Despite how they appear, they are not much different than you or me with one exception. High performers are totally committed to what it is that they are doing. They function within the uncertainty of daily life just as you do but they conquer their limitations differently. Whether the odds are stacked with them or against them, a high performer will be totally committed to reaching their goals.

You may even be a high performer yourself and don’t realize it because some of your habits would not be considered high level ones. It is common for individuals to compare their accomplishments to others based on what we observe as their results.

“Everyone can rise above their circumstances and achieve success if they are dedicated to and passionate about what they do.” – Nelson Mandela

In fact, you may have lowered your personal bar of excellence because you thought you didn’t measure up to those that always seem to land at the top no matter what. I think you’d be surprised to learn that many very successful high performers don’t function the way you think they do.

Here are 5 B.S. facts about high performers that everyone thinks is true:

B.S. Fact #1 – Perfection is the way they play their game

You would think that in order to appear perfect you would probably need to do everything perfectly. It’s so not true! High performers actually pursue excellence as a goal and not perfection. It allows them to get more done with a higher level of consistency and sets them up for success rather than failure.

B.S. Fact #2 – Organization is their secret weapon

Just take a look at the desk of a genius. You probably wouldn’t be able to see the surface beneath the stacks of books, papers and whatever else may be on top of it. High performers typically have a formula as to where they put things and why. To the observer, it’s usually just a big mess with no identifiable system. However, I assure you, a high performer will still know where everything is regardless of the chaos that surrounds their personal space and schedule.

B.S. Fact #3 – They’ve all walked Ivy League hallways

Though it is true that many well educated people reach great success, statistically, some of the most influential success stories are about people who lacked resources and education. High performers will always seek out whatever or whoever is available so that they can learn what they need to and create their vision despite whatever odds happen to be stacked against them.

B.S. Fact #4 – They don’t have squirrel brain

Focus. It seems like this would be the number one rule to follow on the road to results.  However, there are many high performers who get distracted by people and ideas that totally derail them from what they were doing. Often times, it is not their focus but their agenda that keeps them on track. They know what they need to do even if it doesn’t always get accomplished in the way they thought they would get it done. However, it always gets done.

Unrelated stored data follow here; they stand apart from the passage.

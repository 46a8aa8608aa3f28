mod common;

use std::time::Duration;

use common::{conforming_json, FakeImages, Reply, ScriptedModel};
use nodes::{BackoffPolicy, ModelGateway, SeoReviewer};
use pipeline::{PromptTemplate, ReviewError, ReviewInput, SeoField};

fn input(image_url: &str) -> ReviewInput {
    ReviewInput {
        image_url: image_url.into(),
        subject: "cats".into(),
        style: "Kawaii".into(),
        medium: "Markers".into(),
        original_prompt: Some("a sleepy cat".into()),
    }
}

#[tokio::test]
async fn invalid_json_then_valid_json_returns_second_answer() {
    let model = ScriptedModel::new([
        Reply::Text("Sorry, here you go: {\"title\": ".into()),
        Reply::Text(conforming_json("Sleepy Cat Coloring Page")),
    ]);
    let reviewer = SeoReviewer::new(FakeImages::default(), model);

    let fields = reviewer.review(&input("https://cdn.test/cat.png")).await.unwrap();

    assert_eq!(fields.title, "Sleepy Cat Coloring Page");
    assert_eq!(reviewer.model().calls(), 2);
}

#[tokio::test]
async fn corrective_prompt_echoes_first_failure() {
    let model = ScriptedModel::new([
        Reply::Text("no json at all".into()),
        Reply::Text(conforming_json("Cat Page")),
    ]);
    let reviewer = SeoReviewer::new(FakeImages::default(), model)
        .with_template(PromptTemplate::from_text("Describe {{subject}}."));

    reviewer.review(&input("https://cdn.test/cat.png")).await.unwrap();

    let model = reviewer.model();
    assert_eq!(model.prompt(0), "Describe cats.");
    let second = model.prompt(1);
    assert!(second.starts_with("Describe cats.\n\nIMPORTANT: Your previous response was invalid"));
    assert!(second.contains("(Model did not return JSON.)"));
}

#[tokio::test]
async fn validation_failure_is_corrected_once() {
    let short = serde_json::json!({
        "title": "Cat",
        "description": "too short",
        "pinterest_title": "Cat",
        "pinterest_description": common::text_of(250),
        "prompt": "A cat."
    })
    .to_string();
    let model = ScriptedModel::new([Reply::Text(short), Reply::Text(conforming_json("Cat"))]);
    let reviewer = SeoReviewer::new(FakeImages::default(), model);

    let fields = reviewer.review(&input("https://cdn.test/cat.png")).await.unwrap();

    assert_eq!(fields.title, "Cat");
    assert!(reviewer.model().prompt(1).contains("SEO output validation failed"));
}

#[tokio::test]
async fn image_fetch_failure_is_fatal_without_model_calls() {
    let model = ScriptedModel::new([Reply::Text(conforming_json("Cat"))]);
    let reviewer = SeoReviewer::new(FakeImages::default(), model);

    let err = reviewer.review(&input("https://cdn.test/missing.png")).await.unwrap_err();

    assert!(matches!(err, ReviewError::ImageFetch { status: 404, .. }));
    assert_eq!(err.to_string(), "Failed to fetch image (404): Not Found");
    assert_eq!(reviewer.model().calls(), 0);
}

#[tokio::test]
async fn second_failure_propagates_unchanged() {
    let still_short = serde_json::json!({
        "title": "Cat",
        "description": "still too short",
        "pinterest_title": "Cat",
        "pinterest_description": common::text_of(250),
        "prompt": "A cat."
    })
    .to_string();
    let model = ScriptedModel::new([Reply::Text("nope".into()), Reply::Text(still_short)]);
    let reviewer = SeoReviewer::new(FakeImages::default(), model);

    let err = reviewer.review(&input("https://cdn.test/cat.png")).await.unwrap_err();

    match err {
        ReviewError::Validation(v) => {
            assert!(v.has_field(SeoField::Description));
            assert!(!v.has_field(SeoField::Title));
        }
        other => panic!("expected validation error, got {other:?}"),
    }
    assert_eq!(reviewer.model().calls(), 2);
}

#[tokio::test]
async fn transport_failures_are_corrected_like_parse_failures() {
    let model = ScriptedModel::new([
        Reply::Fail("503 Service Unavailable".into()),
        Reply::Text(conforming_json("Cat")),
    ]);
    let reviewer = SeoReviewer::new(FakeImages::default(), model);

    assert!(reviewer.review(&input("https://cdn.test/cat.png")).await.is_ok());
    assert!(reviewer.model().prompt(1).contains("Vision model request failed: 503"));
}

#[tokio::test(start_paused = true)]
async fn gateway_retries_sit_inside_the_corrective_retry() {
    // Two transport failures are absorbed by the gateway; the garbled answer
    // then costs one corrective re-prompt.
    let model = ScriptedModel::new([
        Reply::Fail("503".into()),
        Reply::Fail("503".into()),
        Reply::Text("garbled".into()),
        Reply::Text(conforming_json("Cat")),
    ]);
    let policy = BackoffPolicy::new(3, Duration::from_millis(100), 2.0).unwrap();
    let images = FakeImages::default();
    let reviewer = SeoReviewer::new(images, ModelGateway::new(model, policy));

    let fields = reviewer.review(&input("https://cdn.test/cat.png")).await.unwrap();

    assert_eq!(fields.title, "Cat");
    assert_eq!(reviewer.model().inner().calls(), 4);
}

“High achievers spot rich opportunities swiftly, make big decisions quickly and move into action immediately. Follow these principles and you can make your dreams come true.” – Robert H. Schuller

B.S. Fact #5 – They see themselves as the king of the jungle

Confidence seems to pour out of those who always seem to succeed. When, in reality, so many high performers struggle with it. Questioning whether or not they’re doing the right things or whether what they’re doing is good enough can be a constant personal dialogue. Fear of being negatively judged is the biggest reason why most people don’t take chances or take action on their big dreams but high performers move forward anyway. Their insecurity doesn’t stop them from what they want.

So, why should it matter to you what is fact or fiction about high performers? The answer; because you will compare yourself to others at times and it would be a tragedy if you stopped yourself from achieving big goals due to a belief that you’re not as good as someone else.

High performers achieve results. They know what they want, they plan it and they achieve it. Just because you have a few habits that won’t get applauded if people actually knew about them doesn’t mean that you can’t be one of the experts or podium finishers too.

Sarah Gleeson is known as the B.S. Buster. As a High Performance Consultant and Certified Clinical Hypnotherapist, she helps companies and individuals change their game and up-level their personal potential and performance by creating new ways to train their brain for bigger thinking, taking action and achieving better results. For more free resources visit: www.sarahgleesoninternational.com.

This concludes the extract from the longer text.